Hawaii cleared to be first state to sue over new travel ban
The Japan Times AP Mar 9, 2017
Protesters wearing Statue of Liberty outfits in Sydney on Thursday rally against U.S. President Donald Trump's new executive order temporarily banning the entry of refugees and travelers from six Muslim-majority countries. | REUTERS
HONOLULU/WASHINGTON – A federal judge in Honolulu said Wednesday that Hawaii can move forward with filing what would be the first lawsuit challenging President Donald Trump’s revised travel ban.
U.S. District Judge Derrick Watson granted the state’s request to continue with the case and set a hearing for March 15 — the day before Trump’s order is due to go into effect. It bars new visas for people from the six predominantly Muslim countries and temporarily shuts down the U.S. refugee program.
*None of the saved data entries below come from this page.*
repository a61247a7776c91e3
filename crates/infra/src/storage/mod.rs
//! Persistent session storage

pub mod file_store;

pub use file_store::JsonFileStore;
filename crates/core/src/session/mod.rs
//! Persisted session state and the CSRF state lifecycle

pub mod state;
pub mod store;

pub use state::StateManager;
pub use store::SessionStore;
//! Utility helpers for the binary

pub mod logging;
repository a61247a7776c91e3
//! Logging bootstrap and command logging helpers

use std::time::Duration;

use flowlab_domain::FlowError;
use tracing::{info, warn};
use tracing_subscriber::layer::SubscriberExt;
use tracing_subscriber::util::SubscriberInitExt;
use tracing_subscriber::EnvFilter;

/// Environment variable selecting the log format (`json` or anything else)
pub const LOG_FORMAT_ENV: &str = "FLOWLAB_LOG_FORMAT";

/// Install the global subscriber
///
/// Filter comes from `RUST_LOG` (default `info`). Logs go to stderr so
/// command output on stdout stays machine-readable.
pub fn init_tracing() {
    let filter = EnvFilter::try_from_default_env().unwrap_or_else(|_| EnvFilter::new("info"));
    let json =
        std::env::var(LOG_FORMAT_ENV).is_ok_and(|format| format.eq_ignore_ascii_case("json"));

    let registry = tracing_subscriber::registry().with(filter);
    let result = if json {
        registry
            .with(tracing_subscriber::fmt::layer().json().with_writer(std::io::stderr))
            .try_init()
    } else {
        registry
            .with(tracing_subscriber::fmt::layer().compact().with_writer(std::io::stderr))
            .try_init()
    };

    if let Err(err) = result {
        warn!(error = %err, "tracing subscriber already installed");
    }
}

/// Log the outcome of a command execution with structured fields.
///
/// `command` must be a stable identifier; never pass user input or secrets.
#[inline]
pub fn log_command_execution(
    command: &str,
    elapsed: Duration,
    success: bool,
    error_type: Option<&'static str>,
) {
    let duration_ms = u64::try_from(elapsed.as_millis()).unwrap_or(u64::MAX);

    if success {
        info!(command, duration_ms, "command_execution_success");
    } else {
        let error_type = error_type.unwrap_or("other");
        warn!(command, duration_ms, error_type, "command_execution_failure");
    }
}

/// Convert a `FlowError` into a stable label suitable for logging.
#[inline]
pub const fn error_label(error: &FlowError) -> &'static str {
    match error {
        FlowError::Authorization { .. } => "authorization",
        FlowError::MissingCode => "missing_code",
        FlowError::UnexpectedState { .. } => "unexpected_state",
        FlowError::StateMismatch { .. } => "state_mismatch",
        FlowError::NoRefreshToken => "no_refresh_token",
        FlowError::NoToken(_) => "no_token",
        FlowError::TokenExchange { .. } => "token_exchange",
        FlowError::Refresh { .. } => "refresh",
        FlowError::ClientCredentials { .. } => "client_credentials",
        FlowError::Introspection { .. } => "introspection",
        FlowError::Revocation { .. } => "revocation",
        FlowError::UserInfo { .. } => "userinfo",
        FlowError::Network(_) => "network",
        FlowError::Storage(_) => "storage",
        FlowError::Config(_) => "config",
        FlowError::InvalidInput(_) => "invalid_input",
        FlowError::InvalidResponse(_) => "invalid_response",
        FlowError::Busy(_) => "busy",
    }
}

#[cfg(test)]
mod tests {
    use flowlab_domain::TokenKind;

    use super::*;

    #[test]
    fn test_error_labels_are_stable() {
        assert_eq!(error_label(&FlowError::MissingCode), "missing_code");
        assert_eq!(error_label(&FlowError::NoToken(TokenKind::Refresh)), "no_token");
        assert_eq!(
            error_label(&FlowError::Refresh { status: 400, provider_error: None }),
            "refresh"
        );
    }
}
//! Conversions from external infrastructure errors into domain errors.

use flowlab_common::storage::StorageError;
use flowlab_domain::FlowError;
use reqwest::Error as HttpError;

/// Error newtype that keeps conversions on the infrastructure side and can be
/// converted back into the domain error.
#[derive(Debug)]
pub struct InfraError(pub FlowError);

impl From<InfraError> for FlowError {
    fn from(value: InfraError) -> Self {
        value.0
    }
}

impl From<FlowError> for InfraError {
    fn from(value: FlowError) -> Self {
        InfraError(value)
    }
}

/// Extension trait to make the conversion logic explicit in tests and within
/// this module.
trait IntoFlowError {
    fn into_flow_error(self) -> FlowError;
}

/* -------------------------------------------------------------------------- */
/* reqwest::Error → FlowError */
/* -------------------------------------------------------------------------- */

impl IntoFlowError for HttpError {
    fn into_flow_error(self) -> FlowError {
        if self.is_timeout() {
            return FlowError::Network("HTTP request timed out".into());
        }

        if self.is_builder() {
            return FlowError::InvalidInput(format!("invalid HTTP request: {self}"));
        }

        #[cfg(not(target_arch = "wasm32"))]
        if self.is_connect() {
            return FlowError::Network(format!("HTTP connection failure: {self}"));
        }

        if self.is_decode() || self.is_body() {
            return FlowError::Network(format!("failed to read HTTP response: {self}"));
        }

        FlowError::Network(self.to_string())
    }
}

impl From<HttpError> for InfraError {
    fn from(value: HttpError) -> Self {
        InfraError(value.into_flow_error())
    }
}

/* -------------------------------------------------------------------------- */
/* std::io::Error → FlowError (sockets) */
/* -------------------------------------------------------------------------- */

impl IntoFlowError for std::io::Error {
    fn into_flow_error(self) -> FlowError {
        use std::io::ErrorKind;

        match self.kind() {
            ErrorKind::AddrInUse => FlowError::Network(format!("address already in use: {self}")),
            ErrorKind::PermissionDenied => {
                FlowError::Network(format!("permission denied binding socket: {self}"))
            }
            _ => FlowError::Network(format!("I/O error: {self}")),
        }
    }
}

impl From<std::io::Error> for InfraError {
    fn from(value: std::io::Error) -> Self {
        InfraError(value.into_flow_error())
    }
}

/* -------------------------------------------------------------------------- */
/* Config parse errors → FlowError */
/* -------------------------------------------------------------------------- */

impl IntoFlowError for toml::de::Error {
    fn into_flow_error(self) -> FlowError {
        FlowError::Config(format!("Invalid TOML format: {self}"))
    }
}

impl From<toml::de::Error> for InfraError {
    fn from(value: toml::de::Error) -> Self {
        InfraError(value.into_flow_error())
    }
}

impl IntoFlowError for serde_json::Error {
    fn into_flow_error(self) -> FlowError {
        FlowError::Config(format!("Invalid JSON format: {self}"))
    }
}

impl From<serde_json::Error> for InfraError {
    fn from(value: serde_json::Error) -> Self {
        InfraError(value.into_flow_error())
    }
}

/* -------------------------------------------------------------------------- */
/* StorageError → FlowError */
/* -------------------------------------------------------------------------- */

impl IntoFlowError for StorageError {
    fn into_flow_error(self) -> FlowError {
        FlowError::Storage(self.to_string())
    }
}

impl From<StorageError> for InfraError {
    fn from(value: StorageError) -> Self {
        InfraError(value.into_flow_error())
    }
}

/* -------------------------------------------------------------------------- */
/* Tests */
/* -------------------------------------------------------------------------- */
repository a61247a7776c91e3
//! Configuration loading and management
//!
//! This module provides utilities for loading application configuration
//! from environment variables and files.

pub mod loader;

// Re-export commonly used items
pub use loader::{load, load_from_env, load_from_file, probe_config_paths};
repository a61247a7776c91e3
//! # flowlab Domain
//!
//! Domain types and models for the flowlab OAuth harness.
//!
//! This crate contains:
//! - The persisted session model and its enums (flow, state mode, client
//!   authentication method, PKCE challenge method)
//! - Token endpoint wire types
//! - Provider and application configuration structures
//! - The closed error taxonomy and Result definition
//! - Storage keys, endpoint paths and other constants
//!
//! ## Architecture
//! - No dependencies on other flowlab crates
//! - Only external dependencies allowed
//! - Pure domain models and data structures

pub mod config;
pub mod constants;
pub mod errors;
pub mod macros;
pub mod types;

// Re-export commonly used items
pub use config::*;
pub use errors::*;
pub use types::*;
//! Integration tests for PKCE and CSRF state generation

use std::collections::HashSet;

use flowlab_common::auth::PkcePair;
use flowlab_common::{generate_code_challenge, generate_code_verifier, generate_state};

/// Validates RFC 7636 Appendix B through the public API.
#[test]
fn test_rfc7636_vector_via_pair() {
    let pair = PkcePair::from_verifier("dBjftJeZ4CVP-mB92K27uhbUJU1p1r_wW1gFWFOEjXk".to_string());
    assert_eq!(pair.code_challenge, "E9Melhoa2OwvFrEMTJguCHaoeK1t8URWbuGJSstw-cM");
}

/// Validates that generated verifiers satisfy RFC 7636 length and charset.
#[test]
fn test_generated_verifiers_are_rfc_compliant() {
    for _ in 0..100 {
        let verifier = generate_code_verifier();
        assert!((43..=128).contains(&verifier.len()));
        assert!(verifier
            .chars()
            .all(|c| c.is_ascii_alphanumeric() || matches!(c, '-' | '.' | '_' | '~')));
    }
}

/// Validates that challenges never carry base64 padding or unsafe characters.
#[test]
fn test_challenge_is_unpadded_base64url() {
    for _ in 0..50 {
        let challenge = generate_code_challenge(&generate_code_verifier());
        assert_eq!(challenge.len(), 43);
        assert!(!challenge.contains('='));
        assert!(!challenge.contains('+'));
        assert!(!challenge.contains('/'));
    }
}

#[test]
fn test_state_values_do_not_repeat() {
    let states: HashSet<String> = (0..500).map(|_| generate_state()).collect();
    assert_eq!(states.len(), 500);
}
Officials in heavily Democratic Hawaii previously sued to stop Trump’s initial ban but that suit was placed on hold amid legal challenges around the country.
A day after Trump’s administration announced its new executive order, attorneys for the state filed their proposed revision in federal court Tuesday night, along with a motion asking that it be allowed to proceed.
Watson approved that motion and said the state will file the final lawsuit later Wednesday. The Hawaii attorney general’s office did not provide further details on timing but has said the ban will harm Hawaii’s Muslim population, tourism and foreign students.
The U.S. Department of Justice declined to comment on the pending litigation.
The state will argue at the March 15 hearing that the judge should impose a temporary restraining order preventing the ban from taking effect until the lawsuit has been resolved.
Hawaii’s complaint says it is suing to protect its residents, businesses and schools, as well as its “sovereignty against illegal actions of President Donald J. Trump and the federal government.”
Trump gave 10 days’ notice before the order goes into effect on March 16. The new ban temporarily bars new visas for citizens of six predominantly Muslim countries — one fewer than the original, with Iraq removed from the list. It does not apply to travelers who already have visas.
Like the first order, it suspends the U.S. refugee program for four months and cuts the number of refugees the country is willing to take in from 110,000 to 50,000.
The order says people from Somalia, Iran, Syria, Sudan, Libya and Yemen “warrant additional scrutiny in connection with our immigration policies because the conditions in these countries present heightened threats.”
Intelligence analysts at the Department of Homeland Security have questioned that rationale, concluding that citizenship is an “unlikely indicator” of terrorist ties.
Top Republicans welcomed the changes. House Speaker Paul Ryan said the order “advances our shared goal of protecting the homeland.”
The response abroad was more critical.
The head of the U.N. refugee agency said it may compound the anguish of those fleeing strife or famine.
Somalia’s new president, Mohamed Abdullahi Mohamed, acknowledged his nation’s security troubles but said Somalis “have contributed to the U.S. economy and the U.S. society … and we have to talk about what the Somali people have contributed rather than a few people who may cause a problem.”
Imam Ismail Elshikh of the Muslim Association of Hawaii, a plaintiff in the state’s challenge, says the ban will keep his Syrian mother-in-law from visiting.
Trump’s “executive order inflicts a grave injury on Muslims in Hawaii, including Dr. Elshikh, his family, and members of his mosque,” Hawaii’s complaint says.
A federal judge in Seattle issued a temporary restraining order halting the initial ban after Washington state and Minnesota sued. The 9th U.S. Circuit Court of Appeals refused to reinstate the order.
While Hawaii is the first to sue to stop the revised ban, the restraining order is still in place and could apply to the new one, too, said Peter Lavalee, a spokesman for the Washington attorney general’s office.
University of Richmond Law School professor Carl Tobias said Hawaii’s complaint seemed in many ways similar to Washington’s successful lawsuit, but whether it would prompt a similar result was tough to say.
He said he expects the judge, an appointee of President Barack Obama who was a longtime prosecutor, to be receptive to “at least some of it.”
Given that the new executive order spells out more of a national security rationale than the old one and allows for some travelers from the six nations to be admitted on a case-by-case basis, it will be harder to show that the new order is intended to discriminate against Muslims, Tobias said.
“The administration’s cleaned it up, but whether they have cleaned it up enough I don’t know,” he said. “It may be harder to convince a judge there’s religious animus here.”
Tobias also said it is good that Hawaii’s lawsuit includes an individual plaintiff, considering that some legal scholars have questioned whether the states themselves have standing to challenge the ban.
“This new executive order is nothing more than Muslim ban 2.0,” Hawaii Attorney General Douglas Chin said in a statement Monday. “Under the pretense of national security, it still targets immigrants and refugees.”